* _TASK INSTRUCTIONS_
Once you reach the line that holds "before anything is" in the listing below, output it and every line after it through the line that holds "reconfiguration was executed.", word for word.

⁂

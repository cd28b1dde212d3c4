//! Zone structure configuration and deletion.
//!
//! The write path for everything that changes a zone's bin population.
//! Reconfigurations of the same zone are serialized: the service holds a
//! per-zone guard across plan + apply, so two concurrent requests cannot
//! interleave their derived bin sets. The resulting write set goes through
//! [`BinsRepository::apply_batch`] as a unit.
//!
//! Event publication is best-effort. State is committed before anything is
//! published, and a bus failure is logged, never surfaced.

use std::collections::HashMap;
use std::sync::{Arc, Mutex};

use chrono::Utc;
use uuid::Uuid;

use stockgrid_core::{DomainError, EntityId, ExpectedVersion, TenantId};
use stockgrid_events::{EventBus, EventEnvelope};
use stockgrid_warehouse::events::{BinBlocked, ItemsDetached, ZoneDeleted, ZoneStructureConfigured};
use stockgrid_warehouse::reconfig::{self, ReconfigurationFlags, ReconfigurationPlan};
use stockgrid_warehouse::{
    Bin, BinId, ReconfigurationOutcome, ReconfigurationPreview, StructurePlanner, StructurePreview,
    Warehouse, WarehouseEvent, Zone, ZoneId, ZoneLayout, ZoneStructure,
};

use crate::repositories::{
    BinBatch, BinsRepository, ItemsRepository, WarehousesRepository, ZonesRepository,
};
use crate::services::ServiceError;

/// Response of [`ZoneStructureService::configure_structure`].
#[derive(Debug)]
pub enum ConfigureStructureResult {
    /// `regenerate_bins == false`: counts only, storage untouched.
    Preview(ReconfigurationPreview),
    /// The reconfiguration was executed.
    Applied {
        zone: Zone,
        outcome: ReconfigurationOutcome,
    },
}

/// Counts returned by [`ZoneStructureService::delete_zone`].
#[derive(Debug, Clone, Copy, PartialEq, Eq)]
pub struct ZoneDeletionOutcome {
    pub bins_deleted: usize,
    pub items_detached: usize,
}

type ZoneGuard = Arc<Mutex<()>>;

/// Orchestrates structure previews, reconfigurations, and zone deletion.
pub struct ZoneStructureService<B> {
    warehouses: Arc<dyn WarehousesRepository>,
    zones: Arc<dyn ZonesRepository>,
    bins: Arc<dyn BinsRepository>,
    items: Arc<dyn ItemsRepository>,
    bus: B,
    zone_guards: Mutex<HashMap<(TenantId, ZoneId), ZoneGuard>>,
}

impl<B> ZoneStructureService<B>
where
    B: EventBus<EventEnvelope<WarehouseEvent>>,
{
    pub fn new(
        warehouses: Arc<dyn WarehousesRepository>,
        zones: Arc<dyn ZonesRepository>,
        bins: Arc<dyn BinsRepository>,
        items: Arc<dyn ItemsRepository>,
        bus: B,
    ) -> Self {
        Self {
            warehouses,
            zones,
            bins,
            items,
            bus,
            zone_guards: Mutex::new(HashMap::new()),
        }
    }

    /// Totals and sample addresses for a structure, without touching bins.
    pub fn preview_structure(
        &self,
        tenant_id: TenantId,
        zone_id: ZoneId,
        structure: &ZoneStructure,
    ) -> Result<StructurePreview, ServiceError> {
        let (zone, warehouse) = self.load_zone(tenant_id, zone_id)?;
        Ok(StructurePlanner::preview(
            structure,
            warehouse.code(),
            zone.code(),
        )?)
    }

    /// Dry-run diff of `structure` against the zone's persisted bins.
    pub fn preview_reconfiguration(
        &self,
        tenant_id: TenantId,
        zone_id: ZoneId,
        structure: &ZoneStructure,
    ) -> Result<ReconfigurationPreview, ServiceError> {
        let guard = self.zone_guard(tenant_id, zone_id);
        let _held = lock(&guard);
        let (_, _, _, plan) = self.compute_plan(tenant_id, zone_id, structure)?;
        Ok(plan.preview())
    }

    /// Configure (or reconfigure) the zone's structure.
    ///
    /// With `flags.regenerate_bins == false` this is a pure preview. With it
    /// set, the derived bin changes are applied as one batch, the structure
    /// is stored on the zone, and events are published.
    ///
    /// Occupied bins that fall out of the structure are blocked; with
    /// `flags.force_remove_occupied` their items are detached (never
    /// deleted) and the bins removed.
    pub fn configure_structure(
        &self,
        tenant_id: TenantId,
        zone_id: ZoneId,
        structure: ZoneStructure,
        flags: ReconfigurationFlags,
    ) -> Result<ConfigureStructureResult, ServiceError> {
        let guard = self.zone_guard(tenant_id, zone_id);
        let _held = lock(&guard);

        let (mut zone, _, current, plan) = self.compute_plan(tenant_id, zone_id, &structure)?;
        if !flags.regenerate_bins {
            return Ok(ConfigureStructureResult::Preview(plan.preview()));
        }

        let by_id: HashMap<BinId, &Bin> = current.iter().map(|b| (b.id_typed(), b)).collect();
        let mut batch = BinBatch::default();
        let mut events: Vec<WarehouseEvent> = Vec::new();

        // Every batched update states the version it was planned against;
        // a bin an item movement touched in between fails the whole batch.
        for update in &plan.update {
            let mut bin = cloned(&by_id, update.bin_id)?;
            let planned_against = ExpectedVersion::Exact(bin.version());
            bin.reposition(update.aisle, update.shelf, update.position);
            batch.updates.push((bin, planned_against));
        }
        batch
            .deletes
            .extend(plan.delete_empty.iter().map(|b| b.bin_id));

        let mut blocked_bins = Vec::new();
        for occupied in &plan.occupied {
            if flags.force_remove_occupied {
                // Detachment rides in the batch so it commits (or fails)
                // together with the bin deletion.
                batch.detaches.push(occupied.bin_id);
                batch.deletes.push(occupied.bin_id);
                events.push(WarehouseEvent::ItemsDetached(ItemsDetached {
                    tenant_id,
                    zone_id,
                    bin_id: occupied.bin_id,
                    item_count: occupied.item_count,
                    occurred_at: Utc::now(),
                }));
                continue;
            }

            let mut bin = cloned(&by_id, occupied.bin_id)?;
            if !bin.is_blocked() {
                let planned_against = ExpectedVersion::Exact(bin.version());
                bin.block(&reconfig::removal_block_reason(occupied.item_count))?;
                events.push(WarehouseEvent::BinBlocked(BinBlocked {
                    tenant_id,
                    zone_id,
                    bin_id: occupied.bin_id,
                    address: occupied.address.clone(),
                    reason: reconfig::removal_block_reason(occupied.item_count),
                    occurred_at: Utc::now(),
                }));
                batch.updates.push((bin, planned_against));
            }
            blocked_bins.push(occupied.clone());
        }

        for planned in &plan.create {
            batch.creates.push(Bin::from_planned(
                BinId::new(EntityId::new()),
                tenant_id,
                zone_id,
                planned,
            ));
        }

        let bins_deleted = batch.deletes.len();
        let items_detached = self.bins.apply_batch(tenant_id, zone_id, batch)?;
        let outcome = ReconfigurationOutcome {
            bins_created: plan.create.len(),
            bins_preserved: plan.preserve.len(),
            bins_updated: plan.update.len(),
            bins_deleted,
            bins_blocked: blocked_bins.len(),
            items_detached,
            blocked_bins,
        };
        zone.set_structure(structure)?;
        self.zones.update(zone.clone())?;

        tracing::info!(
            zone_id = %zone_id,
            created = outcome.bins_created,
            preserved = outcome.bins_preserved,
            updated = outcome.bins_updated,
            deleted = outcome.bins_deleted,
            blocked = outcome.bins_blocked,
            items_detached = outcome.items_detached,
            first_configuration = plan.is_first_configuration,
            "zone structure configured"
        );

        self.publish(
            tenant_id,
            zone_id.0,
            "warehouse.zone",
            WarehouseEvent::ZoneStructureConfigured(ZoneStructureConfigured {
                tenant_id,
                zone_id,
                bins_created: outcome.bins_created,
                bins_preserved: outcome.bins_preserved,
                bins_updated: outcome.bins_updated,
                bins_deleted: outcome.bins_deleted,
                bins_blocked: outcome.bins_blocked,
                items_detached: outcome.items_detached,
                occurred_at: Utc::now(),
            }),
        );
        for event in events {
            self.publish(tenant_id, zone_id.0, "warehouse.bin", event);
        }

        Ok(ConfigureStructureResult::Applied { zone, outcome })
    }

    /// Store presentation metadata on the zone. No effect on bins.
    pub fn set_zone_layout(
        &self,
        tenant_id: TenantId,
        zone_id: ZoneId,
        layout: Option<ZoneLayout>,
    ) -> Result<Zone, ServiceError> {
        let guard = self.zone_guard(tenant_id, zone_id);
        let _held = lock(&guard);

        let (mut zone, _) = self.load_zone(tenant_id, zone_id)?;
        zone.set_layout(layout);
        self.zones.update(zone.clone())?;
        Ok(zone)
    }

    /// Delete a zone.
    ///
    /// A zone that still has bins is only deleted with `force_delete_bins`;
    /// items in those bins are detached first, never dropped.
    pub fn delete_zone(
        &self,
        tenant_id: TenantId,
        zone_id: ZoneId,
        force_delete_bins: bool,
    ) -> Result<ZoneDeletionOutcome, ServiceError> {
        let guard = self.zone_guard(tenant_id, zone_id);
        let _held = lock(&guard);

        let (zone, _) = self.load_zone(tenant_id, zone_id)?;
        let bin_count = self.zones.count_bins(tenant_id, zone_id)?;
        if bin_count > 0 && !force_delete_bins {
            return Err(DomainError::bad_request(format!(
                "zone {:?} still has {bin_count} bin(s); pass force_delete_bins to remove them",
                zone.code()
            ))
            .into());
        }

        let mut items_detached = 0;
        if bin_count > 0 {
            for bin in self.bins.find_many_by_zone(tenant_id, zone_id)? {
                items_detached += self.items.detach_from_bin(tenant_id, bin.id_typed())?;
            }
        }
        let bins_deleted = self.bins.delete_by_zone(tenant_id, zone_id)?;
        self.zones.delete(tenant_id, zone_id)?;
        self.drop_zone_guard(tenant_id, zone_id);

        tracing::info!(
            zone_id = %zone_id,
            bins_deleted,
            items_detached,
            "zone deleted"
        );
        self.publish(
            tenant_id,
            zone_id.0,
            "warehouse.zone",
            WarehouseEvent::ZoneDeleted(ZoneDeleted {
                tenant_id,
                zone_id,
                bins_deleted,
                occurred_at: Utc::now(),
            }),
        );

        Ok(ZoneDeletionOutcome {
            bins_deleted,
            items_detached,
        })
    }

    /// Load zone + owning warehouse, plan the target bin set, and diff it
    /// against the persisted bins.
    fn compute_plan(
        &self,
        tenant_id: TenantId,
        zone_id: ZoneId,
        structure: &ZoneStructure,
    ) -> Result<(Zone, Warehouse, Vec<Bin>, ReconfigurationPlan), ServiceError> {
        let (zone, warehouse) = self.load_zone(tenant_id, zone_id)?;
        let target = StructurePlanner::plan(structure, warehouse.code(), zone.code())?;
        let current = self.bins.find_many_by_zone(tenant_id, zone_id)?;
        let item_counts = self.bins.count_items_per_bin(tenant_id, zone_id)?;
        let plan = reconfig::diff(&target, &current, &item_counts);
        Ok((zone, warehouse, current, plan))
    }

    fn load_zone(
        &self,
        tenant_id: TenantId,
        zone_id: ZoneId,
    ) -> Result<(Zone, Warehouse), ServiceError> {
        let zone = self
            .zones
            .find_by_id(tenant_id, zone_id)?
            .ok_or_else(|| DomainError::not_found(format!("zone {zone_id}")))?;
        let warehouse = self
            .warehouses
            .find_by_id(tenant_id, zone.warehouse_id())?
            .ok_or_else(|| DomainError::not_found(format!("warehouse {}", zone.warehouse_id())))?;
        Ok((zone, warehouse))
    }

    fn zone_guard(&self, tenant_id: TenantId, zone_id: ZoneId) -> ZoneGuard {
        let mut guards = match self.zone_guards.lock() {
            Ok(g) => g,
            Err(p) => p.into_inner(),
        };
        guards.entry((tenant_id, zone_id)).or_default().clone()
    }

    /// Evict the guard of a deleted zone so the map does not grow without
    /// bound. A request still parked on the old guard wakes, re-loads the
    /// zone and gets `NotFound`.
    fn drop_zone_guard(&self, tenant_id: TenantId, zone_id: ZoneId) {
        let mut guards = match self.zone_guards.lock() {
            Ok(g) => g,
            Err(p) => p.into_inner(),
        };
        guards.remove(&(tenant_id, zone_id));
    }

    #[cfg(test)]
    pub(crate) fn zone_guard_count(&self) -> usize {
        match self.zone_guards.lock() {
            Ok(g) => g.len(),
            Err(p) => p.into_inner().len(),
        }
    }

    fn publish(
        &self,
        tenant_id: TenantId,
        source_id: EntityId,
        source_type: &str,
        event: WarehouseEvent,
    ) {
        let envelope = EventEnvelope::new(Uuid::now_v7(), tenant_id, source_id, source_type, event);
        if let Err(err) = self.bus.publish(envelope) {
            tracing::warn!(?err, "event publication failed, continuing");
        }
    }
}

fn lock(guard: &ZoneGuard) -> std::sync::MutexGuard<'_, ()> {
    match guard.lock() {
        Ok(held) => held,
        Err(poisoned) => poisoned.into_inner(),
    }
}

fn cloned(by_id: &HashMap<BinId, &Bin>, bin_id: BinId) -> Result<Bin, ServiceError> {
    by_id
        .get(&bin_id)
        .map(|bin| (*bin).clone())
        .ok_or_else(|| DomainError::not_found(format!("bin {bin_id}")).into())
}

⁂

* _RESULT OF THE TASK_
//! Event publication is best-effort. State is committed before anything is
//! published, and a bus failure is logged, never surfaced.

use std::collections::HashMap;
use std::sync::{Arc, Mutex};

use chrono::Utc;
use uuid::Uuid;

use stockgrid_core::{DomainError, EntityId, ExpectedVersion, TenantId};
use stockgrid_events::{EventBus, EventEnvelope};
use stockgrid_warehouse::events::{BinBlocked, ItemsDetached, ZoneDeleted, ZoneStructureConfigured};
use stockgrid_warehouse::reconfig::{self, ReconfigurationFlags, ReconfigurationPlan};
use stockgrid_warehouse::{
    Bin, BinId, ReconfigurationOutcome, ReconfigurationPreview, StructurePlanner, StructurePreview,
    Warehouse, WarehouseEvent, Zone, ZoneId, ZoneLayout, ZoneStructure,
};

use crate::repositories::{
    BinBatch, BinsRepository, ItemsRepository, WarehousesRepository, ZonesRepository,
};
use crate::services::ServiceError;

/// Response of [`ZoneStructureService::configure_structure`].
#[derive(Debug)]
pub enum ConfigureStructureResult {
    /// `regenerate_bins == false`: counts only, storage untouched.
    Preview(ReconfigurationPreview),
    /// The reconfiguration was executed.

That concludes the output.